Your task:
Please restate, word for word, the lines below that begin at the one with "let source = CsvAdapter::new(from.to_path_buf());" and end at the one with "let mut total = 0usize;". Leave out all other lines.
───
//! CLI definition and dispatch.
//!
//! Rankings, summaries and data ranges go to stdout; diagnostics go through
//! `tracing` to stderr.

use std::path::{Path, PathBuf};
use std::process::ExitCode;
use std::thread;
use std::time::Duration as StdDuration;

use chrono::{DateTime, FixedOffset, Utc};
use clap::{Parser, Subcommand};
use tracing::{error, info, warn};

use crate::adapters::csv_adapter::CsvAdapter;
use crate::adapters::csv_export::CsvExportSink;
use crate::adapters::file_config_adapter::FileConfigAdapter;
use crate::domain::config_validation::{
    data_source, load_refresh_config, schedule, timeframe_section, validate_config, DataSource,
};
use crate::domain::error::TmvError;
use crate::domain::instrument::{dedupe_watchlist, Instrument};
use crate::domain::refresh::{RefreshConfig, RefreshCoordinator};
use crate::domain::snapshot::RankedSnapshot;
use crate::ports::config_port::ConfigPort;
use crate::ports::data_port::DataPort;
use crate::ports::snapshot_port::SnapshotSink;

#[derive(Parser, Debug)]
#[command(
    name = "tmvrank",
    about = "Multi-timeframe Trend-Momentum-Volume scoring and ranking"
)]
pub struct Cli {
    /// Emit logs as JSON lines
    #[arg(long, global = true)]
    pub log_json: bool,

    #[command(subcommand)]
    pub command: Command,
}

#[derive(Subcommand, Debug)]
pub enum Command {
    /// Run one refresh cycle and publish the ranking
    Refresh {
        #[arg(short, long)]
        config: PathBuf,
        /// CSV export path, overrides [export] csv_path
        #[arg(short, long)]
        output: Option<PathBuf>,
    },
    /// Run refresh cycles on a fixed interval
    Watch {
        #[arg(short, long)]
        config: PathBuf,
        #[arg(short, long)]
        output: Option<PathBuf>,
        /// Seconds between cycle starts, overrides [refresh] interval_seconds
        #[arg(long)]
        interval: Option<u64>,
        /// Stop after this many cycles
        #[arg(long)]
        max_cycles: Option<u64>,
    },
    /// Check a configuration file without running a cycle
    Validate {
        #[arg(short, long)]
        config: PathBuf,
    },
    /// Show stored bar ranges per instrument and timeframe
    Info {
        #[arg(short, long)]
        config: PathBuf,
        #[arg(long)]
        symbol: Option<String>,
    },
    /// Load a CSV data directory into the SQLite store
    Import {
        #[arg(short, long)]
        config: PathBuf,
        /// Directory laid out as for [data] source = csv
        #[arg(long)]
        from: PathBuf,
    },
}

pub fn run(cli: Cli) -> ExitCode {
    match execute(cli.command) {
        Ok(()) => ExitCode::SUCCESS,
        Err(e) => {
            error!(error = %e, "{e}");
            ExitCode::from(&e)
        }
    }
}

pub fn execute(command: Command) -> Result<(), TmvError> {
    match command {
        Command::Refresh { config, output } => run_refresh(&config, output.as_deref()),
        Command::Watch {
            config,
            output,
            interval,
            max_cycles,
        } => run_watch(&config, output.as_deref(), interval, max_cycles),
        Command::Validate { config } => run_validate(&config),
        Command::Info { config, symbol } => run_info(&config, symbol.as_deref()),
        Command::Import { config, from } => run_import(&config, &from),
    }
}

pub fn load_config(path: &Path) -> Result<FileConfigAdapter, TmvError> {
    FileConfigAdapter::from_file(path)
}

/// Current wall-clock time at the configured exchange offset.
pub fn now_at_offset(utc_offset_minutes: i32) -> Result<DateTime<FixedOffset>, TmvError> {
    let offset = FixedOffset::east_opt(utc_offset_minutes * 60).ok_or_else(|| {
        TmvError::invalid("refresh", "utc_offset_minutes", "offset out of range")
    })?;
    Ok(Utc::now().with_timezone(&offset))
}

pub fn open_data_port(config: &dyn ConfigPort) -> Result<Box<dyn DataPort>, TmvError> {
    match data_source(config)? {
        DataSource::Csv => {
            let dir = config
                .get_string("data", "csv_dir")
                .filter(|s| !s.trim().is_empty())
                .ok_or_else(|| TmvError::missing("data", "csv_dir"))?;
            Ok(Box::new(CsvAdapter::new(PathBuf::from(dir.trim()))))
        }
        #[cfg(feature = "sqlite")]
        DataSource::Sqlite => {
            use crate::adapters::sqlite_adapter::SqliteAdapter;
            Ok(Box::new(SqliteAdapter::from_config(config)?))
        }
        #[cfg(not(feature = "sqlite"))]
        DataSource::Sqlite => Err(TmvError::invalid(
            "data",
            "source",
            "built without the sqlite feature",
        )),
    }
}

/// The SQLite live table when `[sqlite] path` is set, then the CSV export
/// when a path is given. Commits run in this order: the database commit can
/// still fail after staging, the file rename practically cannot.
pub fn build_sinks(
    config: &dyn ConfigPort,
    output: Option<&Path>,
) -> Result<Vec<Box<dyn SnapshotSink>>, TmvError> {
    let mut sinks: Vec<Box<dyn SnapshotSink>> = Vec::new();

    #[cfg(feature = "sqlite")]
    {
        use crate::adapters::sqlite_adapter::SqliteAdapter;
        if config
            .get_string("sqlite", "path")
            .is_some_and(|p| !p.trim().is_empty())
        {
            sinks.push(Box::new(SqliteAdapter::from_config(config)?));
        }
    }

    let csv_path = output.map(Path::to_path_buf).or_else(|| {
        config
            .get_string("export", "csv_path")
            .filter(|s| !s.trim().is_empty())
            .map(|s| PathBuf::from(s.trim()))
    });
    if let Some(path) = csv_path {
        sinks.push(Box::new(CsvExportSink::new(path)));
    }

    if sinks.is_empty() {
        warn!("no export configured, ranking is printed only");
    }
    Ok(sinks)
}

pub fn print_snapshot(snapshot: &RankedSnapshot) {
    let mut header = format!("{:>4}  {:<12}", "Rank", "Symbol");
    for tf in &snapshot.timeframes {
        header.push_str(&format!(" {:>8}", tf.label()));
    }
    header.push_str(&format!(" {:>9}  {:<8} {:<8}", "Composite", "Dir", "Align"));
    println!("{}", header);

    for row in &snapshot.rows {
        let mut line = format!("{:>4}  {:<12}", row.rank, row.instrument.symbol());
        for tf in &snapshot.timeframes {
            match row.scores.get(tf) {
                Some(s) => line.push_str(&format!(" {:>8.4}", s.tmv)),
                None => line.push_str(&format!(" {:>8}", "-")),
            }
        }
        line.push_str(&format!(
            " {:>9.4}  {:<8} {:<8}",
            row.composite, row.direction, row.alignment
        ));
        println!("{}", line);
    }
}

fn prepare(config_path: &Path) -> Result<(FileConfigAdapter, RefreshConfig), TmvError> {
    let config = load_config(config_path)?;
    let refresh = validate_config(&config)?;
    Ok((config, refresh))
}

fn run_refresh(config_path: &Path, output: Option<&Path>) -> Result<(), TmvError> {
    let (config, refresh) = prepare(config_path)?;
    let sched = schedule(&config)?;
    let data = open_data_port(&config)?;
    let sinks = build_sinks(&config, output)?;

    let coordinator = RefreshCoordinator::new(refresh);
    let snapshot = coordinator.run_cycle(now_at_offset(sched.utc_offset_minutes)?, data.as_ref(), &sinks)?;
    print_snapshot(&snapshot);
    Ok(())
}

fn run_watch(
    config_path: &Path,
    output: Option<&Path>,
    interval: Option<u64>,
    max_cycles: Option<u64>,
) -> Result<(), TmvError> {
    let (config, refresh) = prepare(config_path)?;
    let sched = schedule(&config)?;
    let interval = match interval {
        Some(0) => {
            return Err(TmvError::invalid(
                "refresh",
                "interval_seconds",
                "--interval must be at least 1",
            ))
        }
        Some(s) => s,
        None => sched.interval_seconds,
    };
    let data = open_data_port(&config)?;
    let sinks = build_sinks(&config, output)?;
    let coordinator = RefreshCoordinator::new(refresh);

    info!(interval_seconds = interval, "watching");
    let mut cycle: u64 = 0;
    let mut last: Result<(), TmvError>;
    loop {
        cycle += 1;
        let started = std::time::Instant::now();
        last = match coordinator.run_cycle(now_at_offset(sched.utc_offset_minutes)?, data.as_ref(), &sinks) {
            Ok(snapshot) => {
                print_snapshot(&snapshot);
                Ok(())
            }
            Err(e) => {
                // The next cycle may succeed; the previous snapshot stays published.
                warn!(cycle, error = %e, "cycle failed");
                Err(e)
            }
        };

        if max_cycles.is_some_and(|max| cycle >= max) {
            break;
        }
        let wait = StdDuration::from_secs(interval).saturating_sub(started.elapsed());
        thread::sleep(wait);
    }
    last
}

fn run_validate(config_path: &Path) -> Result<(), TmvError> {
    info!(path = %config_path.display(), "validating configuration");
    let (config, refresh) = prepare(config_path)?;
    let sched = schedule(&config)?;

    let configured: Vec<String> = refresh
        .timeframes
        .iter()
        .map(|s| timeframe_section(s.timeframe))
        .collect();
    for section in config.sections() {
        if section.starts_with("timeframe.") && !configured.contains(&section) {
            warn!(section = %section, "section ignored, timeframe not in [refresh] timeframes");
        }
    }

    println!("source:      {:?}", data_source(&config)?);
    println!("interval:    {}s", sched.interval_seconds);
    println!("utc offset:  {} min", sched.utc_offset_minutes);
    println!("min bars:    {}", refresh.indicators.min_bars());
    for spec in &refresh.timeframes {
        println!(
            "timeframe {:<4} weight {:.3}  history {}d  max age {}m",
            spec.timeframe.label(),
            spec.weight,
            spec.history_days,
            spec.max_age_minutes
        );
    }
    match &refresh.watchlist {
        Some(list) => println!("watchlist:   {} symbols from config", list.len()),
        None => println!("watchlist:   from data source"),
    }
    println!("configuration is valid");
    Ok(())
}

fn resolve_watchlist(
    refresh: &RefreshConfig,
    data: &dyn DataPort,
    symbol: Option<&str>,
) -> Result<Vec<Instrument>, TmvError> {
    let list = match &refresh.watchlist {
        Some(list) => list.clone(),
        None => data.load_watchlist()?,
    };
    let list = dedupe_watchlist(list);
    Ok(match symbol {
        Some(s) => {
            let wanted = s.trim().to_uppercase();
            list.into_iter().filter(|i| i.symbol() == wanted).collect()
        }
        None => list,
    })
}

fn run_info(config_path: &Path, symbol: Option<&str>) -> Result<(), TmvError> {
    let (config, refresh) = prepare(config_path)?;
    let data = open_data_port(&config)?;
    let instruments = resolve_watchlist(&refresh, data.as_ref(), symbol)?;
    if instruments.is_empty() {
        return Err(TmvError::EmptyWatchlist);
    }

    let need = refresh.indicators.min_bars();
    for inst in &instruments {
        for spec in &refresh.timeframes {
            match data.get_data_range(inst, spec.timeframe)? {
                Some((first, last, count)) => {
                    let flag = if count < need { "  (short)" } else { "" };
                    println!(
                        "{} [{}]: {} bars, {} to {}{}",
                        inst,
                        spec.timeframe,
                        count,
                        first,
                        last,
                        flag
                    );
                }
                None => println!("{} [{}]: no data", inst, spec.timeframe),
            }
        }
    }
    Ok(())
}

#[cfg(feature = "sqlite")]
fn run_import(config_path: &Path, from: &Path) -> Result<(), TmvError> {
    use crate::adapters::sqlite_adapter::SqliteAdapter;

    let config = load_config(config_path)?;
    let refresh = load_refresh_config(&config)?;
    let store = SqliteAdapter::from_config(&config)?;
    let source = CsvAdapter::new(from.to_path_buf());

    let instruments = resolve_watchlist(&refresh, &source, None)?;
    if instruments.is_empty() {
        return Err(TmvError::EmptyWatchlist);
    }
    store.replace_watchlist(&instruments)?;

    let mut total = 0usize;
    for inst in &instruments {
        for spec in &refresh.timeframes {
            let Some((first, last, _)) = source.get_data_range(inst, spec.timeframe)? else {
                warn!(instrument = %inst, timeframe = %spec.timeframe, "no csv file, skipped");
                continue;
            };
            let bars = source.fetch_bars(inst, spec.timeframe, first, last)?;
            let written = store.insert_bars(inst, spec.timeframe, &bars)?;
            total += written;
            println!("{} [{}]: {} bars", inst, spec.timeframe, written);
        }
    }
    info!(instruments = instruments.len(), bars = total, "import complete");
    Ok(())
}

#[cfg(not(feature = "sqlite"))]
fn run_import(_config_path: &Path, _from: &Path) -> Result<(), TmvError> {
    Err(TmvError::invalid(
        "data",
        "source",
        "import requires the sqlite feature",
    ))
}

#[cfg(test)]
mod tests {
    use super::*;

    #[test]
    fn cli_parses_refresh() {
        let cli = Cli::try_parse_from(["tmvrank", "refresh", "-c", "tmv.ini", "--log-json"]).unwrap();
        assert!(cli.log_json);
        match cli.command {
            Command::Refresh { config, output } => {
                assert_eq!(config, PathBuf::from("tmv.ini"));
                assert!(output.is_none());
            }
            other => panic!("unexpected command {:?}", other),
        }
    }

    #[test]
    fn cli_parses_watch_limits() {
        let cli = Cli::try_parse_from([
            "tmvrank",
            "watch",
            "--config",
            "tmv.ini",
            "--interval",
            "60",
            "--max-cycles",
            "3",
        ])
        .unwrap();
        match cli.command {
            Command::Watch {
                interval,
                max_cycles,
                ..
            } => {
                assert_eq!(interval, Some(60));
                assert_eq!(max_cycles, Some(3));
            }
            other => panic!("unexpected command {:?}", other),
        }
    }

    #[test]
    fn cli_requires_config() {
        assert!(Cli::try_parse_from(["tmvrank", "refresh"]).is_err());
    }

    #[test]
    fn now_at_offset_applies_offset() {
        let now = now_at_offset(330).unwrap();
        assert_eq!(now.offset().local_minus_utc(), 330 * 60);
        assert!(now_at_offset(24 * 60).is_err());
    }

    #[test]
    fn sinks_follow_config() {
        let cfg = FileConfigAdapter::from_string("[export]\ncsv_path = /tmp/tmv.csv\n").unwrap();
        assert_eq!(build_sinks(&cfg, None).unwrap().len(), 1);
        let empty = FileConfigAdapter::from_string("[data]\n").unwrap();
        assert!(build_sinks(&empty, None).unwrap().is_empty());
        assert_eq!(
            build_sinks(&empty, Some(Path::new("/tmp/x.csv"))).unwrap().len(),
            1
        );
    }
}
───
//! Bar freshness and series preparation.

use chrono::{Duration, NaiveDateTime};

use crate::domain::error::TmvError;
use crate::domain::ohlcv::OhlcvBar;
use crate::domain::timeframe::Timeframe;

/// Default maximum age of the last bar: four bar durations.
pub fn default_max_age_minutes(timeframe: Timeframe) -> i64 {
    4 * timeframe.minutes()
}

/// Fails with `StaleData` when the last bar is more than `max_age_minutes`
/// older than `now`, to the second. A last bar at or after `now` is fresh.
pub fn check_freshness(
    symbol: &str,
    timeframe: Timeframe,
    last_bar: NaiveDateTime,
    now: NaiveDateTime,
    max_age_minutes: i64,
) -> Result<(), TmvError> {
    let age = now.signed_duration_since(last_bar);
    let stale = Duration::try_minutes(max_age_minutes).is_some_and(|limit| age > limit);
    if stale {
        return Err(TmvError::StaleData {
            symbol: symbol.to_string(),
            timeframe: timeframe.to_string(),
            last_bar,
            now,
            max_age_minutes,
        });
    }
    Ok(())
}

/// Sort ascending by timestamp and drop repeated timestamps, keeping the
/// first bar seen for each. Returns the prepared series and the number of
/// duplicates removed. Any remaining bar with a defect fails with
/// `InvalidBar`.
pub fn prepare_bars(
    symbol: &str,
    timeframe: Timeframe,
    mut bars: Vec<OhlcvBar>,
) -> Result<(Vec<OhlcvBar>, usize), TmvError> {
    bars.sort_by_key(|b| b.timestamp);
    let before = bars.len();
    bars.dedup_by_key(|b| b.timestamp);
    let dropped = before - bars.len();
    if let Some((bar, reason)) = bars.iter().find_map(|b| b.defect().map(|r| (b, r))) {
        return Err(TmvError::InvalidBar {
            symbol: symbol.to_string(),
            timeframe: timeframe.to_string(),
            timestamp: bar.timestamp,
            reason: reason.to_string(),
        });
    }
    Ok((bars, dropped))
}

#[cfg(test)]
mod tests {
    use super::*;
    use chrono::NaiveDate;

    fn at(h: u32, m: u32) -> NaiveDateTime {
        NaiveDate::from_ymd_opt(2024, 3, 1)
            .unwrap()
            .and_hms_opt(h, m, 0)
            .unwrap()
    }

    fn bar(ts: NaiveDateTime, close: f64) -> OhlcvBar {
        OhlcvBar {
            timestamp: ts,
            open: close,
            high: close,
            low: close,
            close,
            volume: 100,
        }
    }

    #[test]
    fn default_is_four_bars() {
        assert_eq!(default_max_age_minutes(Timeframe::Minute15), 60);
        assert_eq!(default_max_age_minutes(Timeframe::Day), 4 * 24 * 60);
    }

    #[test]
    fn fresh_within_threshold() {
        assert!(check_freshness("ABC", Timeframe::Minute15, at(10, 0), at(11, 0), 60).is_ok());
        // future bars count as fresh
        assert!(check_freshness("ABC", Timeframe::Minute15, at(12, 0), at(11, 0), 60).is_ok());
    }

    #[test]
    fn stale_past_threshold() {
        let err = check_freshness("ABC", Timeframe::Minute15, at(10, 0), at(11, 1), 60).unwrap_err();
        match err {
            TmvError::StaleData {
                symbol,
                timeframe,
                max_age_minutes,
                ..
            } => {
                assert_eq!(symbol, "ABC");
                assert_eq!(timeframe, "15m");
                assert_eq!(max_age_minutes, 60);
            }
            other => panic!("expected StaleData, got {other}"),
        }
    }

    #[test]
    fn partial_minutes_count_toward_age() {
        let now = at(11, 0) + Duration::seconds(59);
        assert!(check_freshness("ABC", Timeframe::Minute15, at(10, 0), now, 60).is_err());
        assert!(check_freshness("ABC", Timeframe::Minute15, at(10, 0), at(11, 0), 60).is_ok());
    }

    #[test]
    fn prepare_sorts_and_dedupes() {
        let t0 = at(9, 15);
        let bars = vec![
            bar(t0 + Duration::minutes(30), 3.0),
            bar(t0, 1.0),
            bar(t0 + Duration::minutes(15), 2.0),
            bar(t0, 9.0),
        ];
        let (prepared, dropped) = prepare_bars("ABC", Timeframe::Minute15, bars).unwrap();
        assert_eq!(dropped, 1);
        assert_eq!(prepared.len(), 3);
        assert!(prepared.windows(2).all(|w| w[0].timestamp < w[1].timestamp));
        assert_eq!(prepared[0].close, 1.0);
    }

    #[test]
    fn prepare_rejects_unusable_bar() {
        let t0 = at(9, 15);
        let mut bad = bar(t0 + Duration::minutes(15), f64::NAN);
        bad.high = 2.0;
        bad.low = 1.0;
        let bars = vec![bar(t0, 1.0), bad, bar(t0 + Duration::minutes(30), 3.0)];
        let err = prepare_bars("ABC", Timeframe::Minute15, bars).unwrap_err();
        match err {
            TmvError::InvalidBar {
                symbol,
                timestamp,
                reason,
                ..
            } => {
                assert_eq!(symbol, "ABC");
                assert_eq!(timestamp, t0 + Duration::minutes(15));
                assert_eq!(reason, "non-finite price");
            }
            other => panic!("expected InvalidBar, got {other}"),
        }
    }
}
───
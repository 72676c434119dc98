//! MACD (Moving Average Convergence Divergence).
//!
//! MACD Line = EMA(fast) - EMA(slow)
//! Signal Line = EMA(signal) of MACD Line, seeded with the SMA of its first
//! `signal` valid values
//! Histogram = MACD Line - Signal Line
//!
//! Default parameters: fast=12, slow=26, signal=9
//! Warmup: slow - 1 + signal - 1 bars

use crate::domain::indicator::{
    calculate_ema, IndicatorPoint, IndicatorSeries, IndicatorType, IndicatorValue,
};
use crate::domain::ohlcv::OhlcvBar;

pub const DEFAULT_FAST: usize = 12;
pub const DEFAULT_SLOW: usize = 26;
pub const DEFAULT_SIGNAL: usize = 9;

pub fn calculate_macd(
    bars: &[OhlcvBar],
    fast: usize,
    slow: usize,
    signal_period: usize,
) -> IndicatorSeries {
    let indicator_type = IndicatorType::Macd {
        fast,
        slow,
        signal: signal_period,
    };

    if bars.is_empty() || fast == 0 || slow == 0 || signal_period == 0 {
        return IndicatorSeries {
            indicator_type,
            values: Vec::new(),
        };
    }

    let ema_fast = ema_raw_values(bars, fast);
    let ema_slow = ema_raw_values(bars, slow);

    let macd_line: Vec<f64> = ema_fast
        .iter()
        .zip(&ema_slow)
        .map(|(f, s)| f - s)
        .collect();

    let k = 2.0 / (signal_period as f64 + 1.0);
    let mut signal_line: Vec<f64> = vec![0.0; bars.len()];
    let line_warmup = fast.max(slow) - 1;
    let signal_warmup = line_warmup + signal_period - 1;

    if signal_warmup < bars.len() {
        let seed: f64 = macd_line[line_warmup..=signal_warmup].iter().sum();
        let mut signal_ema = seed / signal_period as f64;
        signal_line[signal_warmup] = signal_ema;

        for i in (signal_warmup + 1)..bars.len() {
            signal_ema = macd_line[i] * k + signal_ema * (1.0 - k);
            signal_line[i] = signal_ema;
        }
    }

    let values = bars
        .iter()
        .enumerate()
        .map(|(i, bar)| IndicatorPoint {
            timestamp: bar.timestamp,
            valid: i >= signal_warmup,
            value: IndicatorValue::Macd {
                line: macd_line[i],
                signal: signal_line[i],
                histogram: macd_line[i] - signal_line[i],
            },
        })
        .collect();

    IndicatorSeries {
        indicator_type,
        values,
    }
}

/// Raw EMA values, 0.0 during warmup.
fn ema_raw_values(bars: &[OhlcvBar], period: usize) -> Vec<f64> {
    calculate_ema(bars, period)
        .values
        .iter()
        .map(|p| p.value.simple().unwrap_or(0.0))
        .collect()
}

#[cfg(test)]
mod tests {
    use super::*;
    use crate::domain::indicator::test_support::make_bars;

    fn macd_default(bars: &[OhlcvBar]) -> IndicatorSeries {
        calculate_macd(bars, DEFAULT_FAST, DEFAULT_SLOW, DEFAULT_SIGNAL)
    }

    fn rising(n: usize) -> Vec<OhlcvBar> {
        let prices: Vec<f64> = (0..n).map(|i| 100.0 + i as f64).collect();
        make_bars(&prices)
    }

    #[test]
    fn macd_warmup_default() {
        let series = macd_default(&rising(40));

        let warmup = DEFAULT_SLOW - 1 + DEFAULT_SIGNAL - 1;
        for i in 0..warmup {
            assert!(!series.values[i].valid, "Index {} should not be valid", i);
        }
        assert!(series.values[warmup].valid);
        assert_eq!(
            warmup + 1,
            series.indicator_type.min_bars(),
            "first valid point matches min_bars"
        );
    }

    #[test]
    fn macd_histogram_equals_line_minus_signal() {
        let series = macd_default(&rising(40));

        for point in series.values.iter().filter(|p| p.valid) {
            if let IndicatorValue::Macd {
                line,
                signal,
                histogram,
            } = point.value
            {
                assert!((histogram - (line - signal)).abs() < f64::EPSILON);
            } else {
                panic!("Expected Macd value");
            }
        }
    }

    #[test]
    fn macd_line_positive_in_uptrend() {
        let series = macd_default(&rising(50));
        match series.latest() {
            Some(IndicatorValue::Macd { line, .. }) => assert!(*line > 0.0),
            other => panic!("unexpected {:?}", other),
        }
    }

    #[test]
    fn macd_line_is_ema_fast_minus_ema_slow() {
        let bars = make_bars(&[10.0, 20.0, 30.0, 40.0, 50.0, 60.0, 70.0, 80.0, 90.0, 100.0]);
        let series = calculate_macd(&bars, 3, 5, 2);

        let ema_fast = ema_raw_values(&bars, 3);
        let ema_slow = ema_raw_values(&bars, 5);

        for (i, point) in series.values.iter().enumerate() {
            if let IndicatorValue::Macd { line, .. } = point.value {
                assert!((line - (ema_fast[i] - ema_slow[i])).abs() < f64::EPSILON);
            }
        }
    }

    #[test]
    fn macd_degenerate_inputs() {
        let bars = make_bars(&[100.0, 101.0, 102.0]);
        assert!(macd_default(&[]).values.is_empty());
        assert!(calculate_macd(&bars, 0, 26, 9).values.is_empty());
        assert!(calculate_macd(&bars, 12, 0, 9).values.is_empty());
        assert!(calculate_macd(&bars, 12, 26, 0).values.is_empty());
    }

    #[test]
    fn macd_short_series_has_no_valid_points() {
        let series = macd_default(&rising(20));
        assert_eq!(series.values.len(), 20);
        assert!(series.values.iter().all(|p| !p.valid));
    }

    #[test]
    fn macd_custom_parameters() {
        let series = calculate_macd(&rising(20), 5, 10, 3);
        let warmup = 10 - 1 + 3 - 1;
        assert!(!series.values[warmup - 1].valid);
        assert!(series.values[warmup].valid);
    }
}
───
Exercise answer:
    let source = CsvAdapter::new(from.to_path_buf());

    let instruments = resolve_watchlist(&refresh, &source, None)?;
    if instruments.is_empty() {
        return Err(TmvError::EmptyWatchlist);
    }
    store.replace_watchlist(&instruments)?;

    let mut total = 0usize;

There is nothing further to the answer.